Source data
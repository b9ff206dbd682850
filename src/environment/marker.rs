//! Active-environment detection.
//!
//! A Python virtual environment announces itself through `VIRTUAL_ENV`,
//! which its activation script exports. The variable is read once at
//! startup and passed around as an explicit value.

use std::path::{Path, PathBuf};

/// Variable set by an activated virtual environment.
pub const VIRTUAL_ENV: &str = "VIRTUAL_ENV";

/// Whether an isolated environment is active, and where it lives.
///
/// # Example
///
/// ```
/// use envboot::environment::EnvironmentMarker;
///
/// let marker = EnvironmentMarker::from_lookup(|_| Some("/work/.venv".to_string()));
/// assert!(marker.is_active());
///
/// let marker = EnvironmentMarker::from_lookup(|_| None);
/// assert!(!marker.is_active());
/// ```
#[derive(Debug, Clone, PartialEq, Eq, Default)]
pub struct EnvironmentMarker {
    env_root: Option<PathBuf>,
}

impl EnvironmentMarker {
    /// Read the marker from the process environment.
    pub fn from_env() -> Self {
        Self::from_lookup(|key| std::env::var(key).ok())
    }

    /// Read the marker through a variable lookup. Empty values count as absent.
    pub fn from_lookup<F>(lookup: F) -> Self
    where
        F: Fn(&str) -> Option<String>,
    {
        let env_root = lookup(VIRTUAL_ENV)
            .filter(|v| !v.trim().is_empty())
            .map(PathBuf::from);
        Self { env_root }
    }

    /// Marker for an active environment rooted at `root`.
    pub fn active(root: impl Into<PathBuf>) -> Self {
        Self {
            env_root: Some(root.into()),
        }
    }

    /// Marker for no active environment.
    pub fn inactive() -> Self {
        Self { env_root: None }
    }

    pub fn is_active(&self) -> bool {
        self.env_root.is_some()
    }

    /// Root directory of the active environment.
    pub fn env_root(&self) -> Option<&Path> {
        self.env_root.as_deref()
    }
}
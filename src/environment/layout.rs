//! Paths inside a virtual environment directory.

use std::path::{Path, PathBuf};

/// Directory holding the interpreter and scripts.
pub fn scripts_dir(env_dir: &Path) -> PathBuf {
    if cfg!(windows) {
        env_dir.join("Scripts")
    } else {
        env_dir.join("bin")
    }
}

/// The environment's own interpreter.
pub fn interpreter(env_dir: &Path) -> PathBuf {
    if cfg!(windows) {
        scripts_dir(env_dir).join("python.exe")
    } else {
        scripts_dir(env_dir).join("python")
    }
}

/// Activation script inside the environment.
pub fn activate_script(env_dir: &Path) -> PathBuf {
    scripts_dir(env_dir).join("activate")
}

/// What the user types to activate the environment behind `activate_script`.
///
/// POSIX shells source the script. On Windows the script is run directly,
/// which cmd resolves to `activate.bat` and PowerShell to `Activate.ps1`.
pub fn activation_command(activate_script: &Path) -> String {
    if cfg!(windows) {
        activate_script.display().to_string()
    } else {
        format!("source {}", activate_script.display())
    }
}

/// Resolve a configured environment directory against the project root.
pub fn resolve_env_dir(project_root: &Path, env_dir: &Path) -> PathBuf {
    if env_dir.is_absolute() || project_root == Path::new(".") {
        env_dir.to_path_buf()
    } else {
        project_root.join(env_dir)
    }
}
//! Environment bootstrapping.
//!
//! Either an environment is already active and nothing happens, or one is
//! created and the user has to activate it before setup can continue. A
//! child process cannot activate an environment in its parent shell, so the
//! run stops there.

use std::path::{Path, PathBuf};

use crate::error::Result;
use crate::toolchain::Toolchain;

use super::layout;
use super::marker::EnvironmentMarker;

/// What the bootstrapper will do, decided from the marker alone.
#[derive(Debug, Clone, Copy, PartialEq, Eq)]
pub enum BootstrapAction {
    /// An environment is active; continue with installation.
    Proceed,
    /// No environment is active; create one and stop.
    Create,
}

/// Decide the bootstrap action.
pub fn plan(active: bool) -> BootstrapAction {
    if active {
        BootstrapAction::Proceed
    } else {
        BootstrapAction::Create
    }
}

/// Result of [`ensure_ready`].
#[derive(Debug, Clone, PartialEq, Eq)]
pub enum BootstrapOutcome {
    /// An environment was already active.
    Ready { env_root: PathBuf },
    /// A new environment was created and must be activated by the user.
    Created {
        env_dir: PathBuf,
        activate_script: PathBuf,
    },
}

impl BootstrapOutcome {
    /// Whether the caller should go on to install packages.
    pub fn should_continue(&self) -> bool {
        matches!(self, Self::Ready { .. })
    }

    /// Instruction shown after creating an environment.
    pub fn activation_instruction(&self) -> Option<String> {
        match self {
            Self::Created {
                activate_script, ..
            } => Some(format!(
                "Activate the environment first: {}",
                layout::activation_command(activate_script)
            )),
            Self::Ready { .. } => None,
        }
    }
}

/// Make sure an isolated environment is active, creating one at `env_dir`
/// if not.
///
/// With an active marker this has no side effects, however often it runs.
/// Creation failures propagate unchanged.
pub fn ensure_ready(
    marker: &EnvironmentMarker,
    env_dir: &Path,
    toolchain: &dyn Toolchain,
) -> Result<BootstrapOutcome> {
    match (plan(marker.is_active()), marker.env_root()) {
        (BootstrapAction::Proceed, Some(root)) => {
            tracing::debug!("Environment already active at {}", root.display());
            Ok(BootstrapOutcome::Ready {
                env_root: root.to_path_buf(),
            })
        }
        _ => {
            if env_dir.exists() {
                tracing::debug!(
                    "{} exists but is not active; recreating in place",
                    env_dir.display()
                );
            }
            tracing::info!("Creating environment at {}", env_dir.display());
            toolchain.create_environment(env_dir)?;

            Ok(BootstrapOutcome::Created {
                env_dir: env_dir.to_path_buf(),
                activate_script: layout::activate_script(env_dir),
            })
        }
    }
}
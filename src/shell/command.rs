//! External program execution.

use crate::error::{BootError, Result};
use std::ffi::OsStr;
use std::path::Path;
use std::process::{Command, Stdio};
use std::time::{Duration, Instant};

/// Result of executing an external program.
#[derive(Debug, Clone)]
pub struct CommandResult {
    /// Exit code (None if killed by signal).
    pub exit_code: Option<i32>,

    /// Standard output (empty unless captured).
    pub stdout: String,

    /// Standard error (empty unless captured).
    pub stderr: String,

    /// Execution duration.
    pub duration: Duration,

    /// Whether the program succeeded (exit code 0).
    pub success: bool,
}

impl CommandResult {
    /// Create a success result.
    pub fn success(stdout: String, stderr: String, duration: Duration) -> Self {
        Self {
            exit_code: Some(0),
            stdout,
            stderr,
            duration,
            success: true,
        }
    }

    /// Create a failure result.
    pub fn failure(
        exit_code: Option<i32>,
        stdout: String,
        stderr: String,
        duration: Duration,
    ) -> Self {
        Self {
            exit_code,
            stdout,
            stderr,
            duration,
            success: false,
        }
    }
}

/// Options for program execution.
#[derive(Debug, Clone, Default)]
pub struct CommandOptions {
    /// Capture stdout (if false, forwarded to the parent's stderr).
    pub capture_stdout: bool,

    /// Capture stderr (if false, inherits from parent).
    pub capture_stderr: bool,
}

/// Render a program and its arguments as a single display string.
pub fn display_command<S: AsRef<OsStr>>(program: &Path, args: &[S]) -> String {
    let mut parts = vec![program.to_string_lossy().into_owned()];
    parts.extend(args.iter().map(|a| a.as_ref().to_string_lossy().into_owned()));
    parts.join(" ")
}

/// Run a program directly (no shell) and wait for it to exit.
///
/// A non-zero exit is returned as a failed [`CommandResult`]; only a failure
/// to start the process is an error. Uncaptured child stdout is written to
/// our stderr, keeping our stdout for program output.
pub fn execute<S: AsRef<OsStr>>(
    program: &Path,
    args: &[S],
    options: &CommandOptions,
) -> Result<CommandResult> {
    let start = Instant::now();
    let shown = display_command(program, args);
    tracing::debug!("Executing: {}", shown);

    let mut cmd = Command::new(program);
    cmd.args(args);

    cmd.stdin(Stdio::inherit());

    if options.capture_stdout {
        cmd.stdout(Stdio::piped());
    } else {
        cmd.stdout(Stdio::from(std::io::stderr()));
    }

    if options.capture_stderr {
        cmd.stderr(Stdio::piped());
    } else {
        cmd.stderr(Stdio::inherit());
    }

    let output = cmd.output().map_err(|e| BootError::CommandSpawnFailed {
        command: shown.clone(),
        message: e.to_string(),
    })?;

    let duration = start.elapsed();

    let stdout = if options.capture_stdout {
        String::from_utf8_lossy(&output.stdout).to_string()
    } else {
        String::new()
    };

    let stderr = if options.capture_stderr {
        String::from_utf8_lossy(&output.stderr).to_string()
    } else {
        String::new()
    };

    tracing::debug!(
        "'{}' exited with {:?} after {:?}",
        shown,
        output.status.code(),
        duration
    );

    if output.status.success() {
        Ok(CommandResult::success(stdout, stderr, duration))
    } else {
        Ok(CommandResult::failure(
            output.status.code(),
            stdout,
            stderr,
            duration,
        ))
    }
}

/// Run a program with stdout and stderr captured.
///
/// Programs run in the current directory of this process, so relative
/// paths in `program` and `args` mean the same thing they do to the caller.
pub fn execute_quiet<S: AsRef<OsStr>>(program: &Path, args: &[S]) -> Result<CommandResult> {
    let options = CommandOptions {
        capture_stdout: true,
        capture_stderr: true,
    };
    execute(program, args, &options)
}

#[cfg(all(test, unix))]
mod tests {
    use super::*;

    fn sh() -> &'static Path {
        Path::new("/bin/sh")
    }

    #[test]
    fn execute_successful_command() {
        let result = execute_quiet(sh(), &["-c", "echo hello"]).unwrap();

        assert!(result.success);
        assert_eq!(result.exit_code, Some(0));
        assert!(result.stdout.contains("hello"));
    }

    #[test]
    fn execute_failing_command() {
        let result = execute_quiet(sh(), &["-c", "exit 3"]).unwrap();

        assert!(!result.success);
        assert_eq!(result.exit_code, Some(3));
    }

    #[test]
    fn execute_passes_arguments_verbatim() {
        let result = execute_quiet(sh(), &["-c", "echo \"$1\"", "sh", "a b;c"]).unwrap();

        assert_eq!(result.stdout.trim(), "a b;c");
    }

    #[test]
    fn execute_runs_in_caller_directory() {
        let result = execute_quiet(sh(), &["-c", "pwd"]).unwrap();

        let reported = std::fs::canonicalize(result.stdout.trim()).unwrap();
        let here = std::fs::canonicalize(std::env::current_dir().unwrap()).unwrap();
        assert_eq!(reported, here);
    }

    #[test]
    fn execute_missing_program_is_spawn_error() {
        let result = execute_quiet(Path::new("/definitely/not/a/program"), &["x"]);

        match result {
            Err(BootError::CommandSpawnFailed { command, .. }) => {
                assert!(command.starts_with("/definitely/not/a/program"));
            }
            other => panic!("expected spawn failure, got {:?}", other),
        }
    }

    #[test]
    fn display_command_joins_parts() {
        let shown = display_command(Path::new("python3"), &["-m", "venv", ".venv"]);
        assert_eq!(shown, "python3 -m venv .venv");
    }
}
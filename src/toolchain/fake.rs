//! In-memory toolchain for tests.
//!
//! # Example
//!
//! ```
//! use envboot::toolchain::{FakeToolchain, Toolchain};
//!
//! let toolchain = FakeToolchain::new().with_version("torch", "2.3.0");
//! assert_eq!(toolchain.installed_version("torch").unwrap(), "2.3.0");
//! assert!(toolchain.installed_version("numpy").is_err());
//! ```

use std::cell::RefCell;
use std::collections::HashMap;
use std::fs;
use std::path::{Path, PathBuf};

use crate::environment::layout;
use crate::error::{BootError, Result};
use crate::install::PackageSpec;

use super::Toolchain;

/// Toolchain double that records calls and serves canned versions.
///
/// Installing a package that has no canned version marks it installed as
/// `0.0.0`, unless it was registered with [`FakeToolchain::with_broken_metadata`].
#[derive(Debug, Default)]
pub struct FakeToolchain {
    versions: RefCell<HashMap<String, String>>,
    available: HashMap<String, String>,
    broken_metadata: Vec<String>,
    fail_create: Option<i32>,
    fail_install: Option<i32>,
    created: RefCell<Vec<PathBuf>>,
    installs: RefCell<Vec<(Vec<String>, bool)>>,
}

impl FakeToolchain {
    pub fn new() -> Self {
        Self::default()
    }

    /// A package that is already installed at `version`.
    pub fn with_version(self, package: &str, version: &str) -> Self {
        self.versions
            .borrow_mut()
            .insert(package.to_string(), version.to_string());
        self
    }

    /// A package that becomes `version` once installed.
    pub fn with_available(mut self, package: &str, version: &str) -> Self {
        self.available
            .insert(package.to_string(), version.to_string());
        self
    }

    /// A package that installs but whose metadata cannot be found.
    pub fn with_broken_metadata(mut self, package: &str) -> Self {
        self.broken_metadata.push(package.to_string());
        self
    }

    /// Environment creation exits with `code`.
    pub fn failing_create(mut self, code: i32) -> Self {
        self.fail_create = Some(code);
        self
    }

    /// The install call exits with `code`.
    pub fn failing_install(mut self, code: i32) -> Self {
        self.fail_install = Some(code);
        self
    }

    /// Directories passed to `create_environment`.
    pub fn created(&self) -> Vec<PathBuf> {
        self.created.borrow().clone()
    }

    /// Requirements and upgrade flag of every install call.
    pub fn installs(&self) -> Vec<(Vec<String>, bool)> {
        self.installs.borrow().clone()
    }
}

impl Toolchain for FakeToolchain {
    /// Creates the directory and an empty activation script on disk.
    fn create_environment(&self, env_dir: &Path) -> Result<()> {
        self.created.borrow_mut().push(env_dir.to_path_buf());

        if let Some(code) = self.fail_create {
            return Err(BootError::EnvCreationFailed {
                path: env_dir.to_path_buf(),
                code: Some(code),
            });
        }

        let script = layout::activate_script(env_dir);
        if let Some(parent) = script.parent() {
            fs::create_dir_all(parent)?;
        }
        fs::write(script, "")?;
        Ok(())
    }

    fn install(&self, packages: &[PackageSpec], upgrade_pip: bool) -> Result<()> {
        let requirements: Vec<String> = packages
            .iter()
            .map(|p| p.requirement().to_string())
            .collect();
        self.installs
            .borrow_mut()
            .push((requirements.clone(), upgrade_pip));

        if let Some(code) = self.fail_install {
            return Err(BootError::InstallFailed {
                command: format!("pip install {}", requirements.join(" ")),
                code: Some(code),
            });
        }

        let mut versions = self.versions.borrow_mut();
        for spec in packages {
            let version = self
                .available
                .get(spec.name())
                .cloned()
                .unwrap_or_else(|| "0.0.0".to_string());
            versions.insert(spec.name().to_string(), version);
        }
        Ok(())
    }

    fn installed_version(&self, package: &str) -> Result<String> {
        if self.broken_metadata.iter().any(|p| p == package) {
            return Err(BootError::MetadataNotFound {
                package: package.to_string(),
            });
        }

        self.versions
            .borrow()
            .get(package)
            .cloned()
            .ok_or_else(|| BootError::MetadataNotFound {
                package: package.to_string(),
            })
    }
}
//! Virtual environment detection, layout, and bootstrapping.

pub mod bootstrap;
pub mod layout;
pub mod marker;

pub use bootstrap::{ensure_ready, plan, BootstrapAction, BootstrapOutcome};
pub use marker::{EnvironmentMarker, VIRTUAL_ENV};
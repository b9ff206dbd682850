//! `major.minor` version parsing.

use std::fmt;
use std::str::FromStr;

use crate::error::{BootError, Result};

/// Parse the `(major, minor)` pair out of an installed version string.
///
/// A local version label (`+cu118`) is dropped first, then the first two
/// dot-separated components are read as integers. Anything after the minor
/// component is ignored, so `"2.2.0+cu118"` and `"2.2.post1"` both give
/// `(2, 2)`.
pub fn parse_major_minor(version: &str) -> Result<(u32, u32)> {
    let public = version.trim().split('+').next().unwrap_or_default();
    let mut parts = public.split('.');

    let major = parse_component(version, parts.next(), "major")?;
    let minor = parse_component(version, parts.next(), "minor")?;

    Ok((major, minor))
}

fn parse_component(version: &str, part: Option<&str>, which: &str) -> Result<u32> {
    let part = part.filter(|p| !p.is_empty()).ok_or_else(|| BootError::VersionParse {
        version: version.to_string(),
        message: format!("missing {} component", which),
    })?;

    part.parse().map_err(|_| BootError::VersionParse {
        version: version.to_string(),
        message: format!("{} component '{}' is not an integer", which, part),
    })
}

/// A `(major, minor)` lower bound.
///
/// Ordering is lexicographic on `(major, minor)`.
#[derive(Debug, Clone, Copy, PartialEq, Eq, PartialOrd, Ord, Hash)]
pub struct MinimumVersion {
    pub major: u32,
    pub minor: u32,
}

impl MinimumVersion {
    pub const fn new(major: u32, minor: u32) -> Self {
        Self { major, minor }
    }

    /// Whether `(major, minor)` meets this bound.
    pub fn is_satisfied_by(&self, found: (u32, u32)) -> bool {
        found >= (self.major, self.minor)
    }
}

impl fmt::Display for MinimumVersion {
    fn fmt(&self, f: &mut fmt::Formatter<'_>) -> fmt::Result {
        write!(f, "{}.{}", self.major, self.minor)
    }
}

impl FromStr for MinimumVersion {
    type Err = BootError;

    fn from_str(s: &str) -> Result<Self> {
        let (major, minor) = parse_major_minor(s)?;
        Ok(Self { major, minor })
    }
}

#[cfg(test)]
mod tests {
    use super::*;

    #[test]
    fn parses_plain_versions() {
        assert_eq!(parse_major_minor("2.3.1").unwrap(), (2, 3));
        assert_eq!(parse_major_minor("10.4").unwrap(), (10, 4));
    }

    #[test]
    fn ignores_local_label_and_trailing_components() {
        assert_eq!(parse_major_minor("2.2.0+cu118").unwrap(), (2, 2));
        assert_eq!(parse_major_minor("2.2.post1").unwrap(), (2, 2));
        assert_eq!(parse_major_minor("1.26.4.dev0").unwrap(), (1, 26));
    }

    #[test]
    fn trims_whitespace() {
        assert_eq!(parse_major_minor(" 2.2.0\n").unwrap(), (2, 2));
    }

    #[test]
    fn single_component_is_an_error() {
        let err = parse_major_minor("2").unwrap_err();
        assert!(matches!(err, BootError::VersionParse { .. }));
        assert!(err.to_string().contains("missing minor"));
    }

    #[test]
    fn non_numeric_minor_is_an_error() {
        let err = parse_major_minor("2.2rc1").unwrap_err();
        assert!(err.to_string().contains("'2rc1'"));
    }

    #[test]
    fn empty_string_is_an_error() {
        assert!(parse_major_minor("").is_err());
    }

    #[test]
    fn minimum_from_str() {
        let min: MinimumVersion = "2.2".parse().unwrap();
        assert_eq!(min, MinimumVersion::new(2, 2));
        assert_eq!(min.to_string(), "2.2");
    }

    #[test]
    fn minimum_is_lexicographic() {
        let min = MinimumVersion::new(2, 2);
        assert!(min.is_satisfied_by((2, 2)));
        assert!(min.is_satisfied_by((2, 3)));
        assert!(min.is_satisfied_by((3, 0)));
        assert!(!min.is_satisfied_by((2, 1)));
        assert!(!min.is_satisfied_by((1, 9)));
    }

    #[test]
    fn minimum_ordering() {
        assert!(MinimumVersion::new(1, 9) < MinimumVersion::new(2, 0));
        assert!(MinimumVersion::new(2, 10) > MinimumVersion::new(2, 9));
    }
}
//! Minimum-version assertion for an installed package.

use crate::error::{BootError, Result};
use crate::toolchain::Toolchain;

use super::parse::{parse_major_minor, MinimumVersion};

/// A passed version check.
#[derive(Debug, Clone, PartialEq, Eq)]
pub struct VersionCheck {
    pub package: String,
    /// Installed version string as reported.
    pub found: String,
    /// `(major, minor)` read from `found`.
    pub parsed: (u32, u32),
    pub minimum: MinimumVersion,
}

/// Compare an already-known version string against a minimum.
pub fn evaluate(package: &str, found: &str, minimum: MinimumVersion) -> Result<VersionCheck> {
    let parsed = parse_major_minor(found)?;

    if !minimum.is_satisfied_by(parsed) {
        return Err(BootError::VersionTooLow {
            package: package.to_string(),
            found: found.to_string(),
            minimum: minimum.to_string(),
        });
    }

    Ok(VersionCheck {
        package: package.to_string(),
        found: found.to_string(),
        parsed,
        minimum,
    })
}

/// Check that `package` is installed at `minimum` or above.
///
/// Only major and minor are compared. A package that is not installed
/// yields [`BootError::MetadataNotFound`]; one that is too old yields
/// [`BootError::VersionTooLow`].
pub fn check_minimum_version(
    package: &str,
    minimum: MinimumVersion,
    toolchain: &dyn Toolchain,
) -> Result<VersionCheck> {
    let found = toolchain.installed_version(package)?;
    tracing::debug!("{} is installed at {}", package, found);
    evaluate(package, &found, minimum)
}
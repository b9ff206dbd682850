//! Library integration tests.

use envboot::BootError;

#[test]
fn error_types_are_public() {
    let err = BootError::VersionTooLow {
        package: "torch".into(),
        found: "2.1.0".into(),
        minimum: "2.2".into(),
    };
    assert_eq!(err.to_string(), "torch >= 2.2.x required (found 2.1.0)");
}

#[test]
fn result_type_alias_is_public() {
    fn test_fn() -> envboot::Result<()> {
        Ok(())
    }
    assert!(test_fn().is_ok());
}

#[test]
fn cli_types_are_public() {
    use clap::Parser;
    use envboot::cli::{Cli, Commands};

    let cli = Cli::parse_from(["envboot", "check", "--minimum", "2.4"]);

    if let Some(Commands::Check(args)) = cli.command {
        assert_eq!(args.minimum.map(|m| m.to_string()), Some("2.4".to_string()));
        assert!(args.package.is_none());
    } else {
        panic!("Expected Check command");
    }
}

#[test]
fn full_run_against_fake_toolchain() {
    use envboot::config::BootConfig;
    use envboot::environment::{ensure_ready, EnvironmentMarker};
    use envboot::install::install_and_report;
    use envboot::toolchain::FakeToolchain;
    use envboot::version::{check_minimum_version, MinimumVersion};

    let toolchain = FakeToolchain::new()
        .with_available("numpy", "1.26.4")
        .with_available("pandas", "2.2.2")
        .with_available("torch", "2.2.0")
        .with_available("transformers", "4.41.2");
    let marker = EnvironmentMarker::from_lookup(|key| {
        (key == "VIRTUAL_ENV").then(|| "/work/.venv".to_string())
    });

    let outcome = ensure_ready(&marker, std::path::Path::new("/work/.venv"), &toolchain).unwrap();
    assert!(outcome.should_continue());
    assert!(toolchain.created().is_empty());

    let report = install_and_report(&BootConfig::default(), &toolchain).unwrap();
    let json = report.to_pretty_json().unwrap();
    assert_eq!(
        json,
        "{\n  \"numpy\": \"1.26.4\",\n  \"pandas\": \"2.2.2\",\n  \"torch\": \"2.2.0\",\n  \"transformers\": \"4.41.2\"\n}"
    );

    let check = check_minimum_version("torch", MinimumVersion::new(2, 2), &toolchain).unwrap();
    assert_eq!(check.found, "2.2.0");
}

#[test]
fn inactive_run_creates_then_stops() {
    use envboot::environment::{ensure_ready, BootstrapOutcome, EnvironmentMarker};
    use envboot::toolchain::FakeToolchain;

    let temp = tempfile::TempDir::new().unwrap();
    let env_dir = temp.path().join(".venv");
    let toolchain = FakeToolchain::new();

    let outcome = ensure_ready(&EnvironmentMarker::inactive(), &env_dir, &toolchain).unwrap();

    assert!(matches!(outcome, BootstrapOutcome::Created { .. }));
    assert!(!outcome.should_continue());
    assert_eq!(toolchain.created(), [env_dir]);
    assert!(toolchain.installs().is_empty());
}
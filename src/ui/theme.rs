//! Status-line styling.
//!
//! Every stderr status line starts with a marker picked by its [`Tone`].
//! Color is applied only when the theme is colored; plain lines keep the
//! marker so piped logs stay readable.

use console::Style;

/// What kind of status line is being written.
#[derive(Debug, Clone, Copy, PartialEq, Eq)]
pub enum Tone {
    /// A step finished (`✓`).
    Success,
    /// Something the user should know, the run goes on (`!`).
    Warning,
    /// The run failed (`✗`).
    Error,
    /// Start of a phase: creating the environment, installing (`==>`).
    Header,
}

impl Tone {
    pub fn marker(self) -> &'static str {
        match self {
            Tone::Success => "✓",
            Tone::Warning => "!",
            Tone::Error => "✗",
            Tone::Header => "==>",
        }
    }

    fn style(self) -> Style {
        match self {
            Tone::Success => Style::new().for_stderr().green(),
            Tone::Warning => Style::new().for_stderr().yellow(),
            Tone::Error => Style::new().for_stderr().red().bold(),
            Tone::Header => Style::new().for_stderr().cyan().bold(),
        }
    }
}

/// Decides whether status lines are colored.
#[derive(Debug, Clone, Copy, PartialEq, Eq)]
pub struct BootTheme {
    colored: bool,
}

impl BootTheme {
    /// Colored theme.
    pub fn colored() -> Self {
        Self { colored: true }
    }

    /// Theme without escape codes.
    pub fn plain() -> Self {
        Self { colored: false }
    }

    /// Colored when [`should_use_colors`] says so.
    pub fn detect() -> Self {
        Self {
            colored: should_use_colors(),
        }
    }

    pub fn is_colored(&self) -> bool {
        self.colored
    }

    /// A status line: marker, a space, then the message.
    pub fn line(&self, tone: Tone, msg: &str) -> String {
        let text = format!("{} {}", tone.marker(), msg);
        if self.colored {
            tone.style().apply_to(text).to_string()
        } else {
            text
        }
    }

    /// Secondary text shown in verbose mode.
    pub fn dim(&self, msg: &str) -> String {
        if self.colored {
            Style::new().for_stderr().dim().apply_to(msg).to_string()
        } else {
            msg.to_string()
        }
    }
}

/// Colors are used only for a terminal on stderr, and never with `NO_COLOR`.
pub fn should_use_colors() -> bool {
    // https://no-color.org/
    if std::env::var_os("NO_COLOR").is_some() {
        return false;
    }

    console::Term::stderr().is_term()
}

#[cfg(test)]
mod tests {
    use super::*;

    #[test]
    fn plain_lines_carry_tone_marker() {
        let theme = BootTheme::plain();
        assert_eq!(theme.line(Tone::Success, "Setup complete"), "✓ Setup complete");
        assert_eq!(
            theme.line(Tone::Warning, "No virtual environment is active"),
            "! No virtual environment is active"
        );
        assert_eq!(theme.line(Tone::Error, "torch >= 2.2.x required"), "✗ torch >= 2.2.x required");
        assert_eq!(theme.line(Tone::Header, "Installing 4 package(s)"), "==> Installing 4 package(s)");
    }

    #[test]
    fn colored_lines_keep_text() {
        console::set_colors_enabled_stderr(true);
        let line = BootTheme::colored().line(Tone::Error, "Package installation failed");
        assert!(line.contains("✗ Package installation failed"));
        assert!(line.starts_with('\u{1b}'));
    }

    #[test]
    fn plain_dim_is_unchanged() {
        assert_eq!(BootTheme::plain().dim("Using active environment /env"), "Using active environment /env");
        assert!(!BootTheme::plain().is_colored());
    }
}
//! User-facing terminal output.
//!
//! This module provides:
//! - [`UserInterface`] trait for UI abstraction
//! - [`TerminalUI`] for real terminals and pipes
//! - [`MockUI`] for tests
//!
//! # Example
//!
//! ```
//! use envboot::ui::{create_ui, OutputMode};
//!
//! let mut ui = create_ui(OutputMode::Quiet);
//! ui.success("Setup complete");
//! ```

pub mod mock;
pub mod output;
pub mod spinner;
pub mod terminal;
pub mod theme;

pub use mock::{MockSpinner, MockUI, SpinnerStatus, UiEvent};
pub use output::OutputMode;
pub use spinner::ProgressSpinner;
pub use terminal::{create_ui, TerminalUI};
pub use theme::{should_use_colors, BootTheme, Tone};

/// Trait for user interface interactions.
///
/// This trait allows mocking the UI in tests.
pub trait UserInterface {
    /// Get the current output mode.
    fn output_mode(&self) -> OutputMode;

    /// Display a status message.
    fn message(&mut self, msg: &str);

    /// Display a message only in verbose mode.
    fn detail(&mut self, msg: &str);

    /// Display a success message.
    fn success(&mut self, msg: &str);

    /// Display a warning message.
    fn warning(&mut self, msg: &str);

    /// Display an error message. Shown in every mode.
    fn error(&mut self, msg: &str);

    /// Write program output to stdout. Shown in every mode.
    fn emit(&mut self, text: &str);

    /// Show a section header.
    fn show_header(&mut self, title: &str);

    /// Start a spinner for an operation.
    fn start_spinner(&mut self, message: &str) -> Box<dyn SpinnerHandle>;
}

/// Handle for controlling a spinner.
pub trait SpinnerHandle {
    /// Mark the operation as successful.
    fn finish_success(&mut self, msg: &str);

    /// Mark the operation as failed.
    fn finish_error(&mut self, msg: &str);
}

- **WHAT TO WORK ON**: Lines in the records above that carry the word "MetadataNotFound" are to be located and copied.

- **TASK RESPONSE**:
            return Err(BootError::MetadataNotFound {
            .ok_or_else(|| BootError::MetadataNotFound {
/// yields [`BootError::MetadataNotFound`]; one that is too old yields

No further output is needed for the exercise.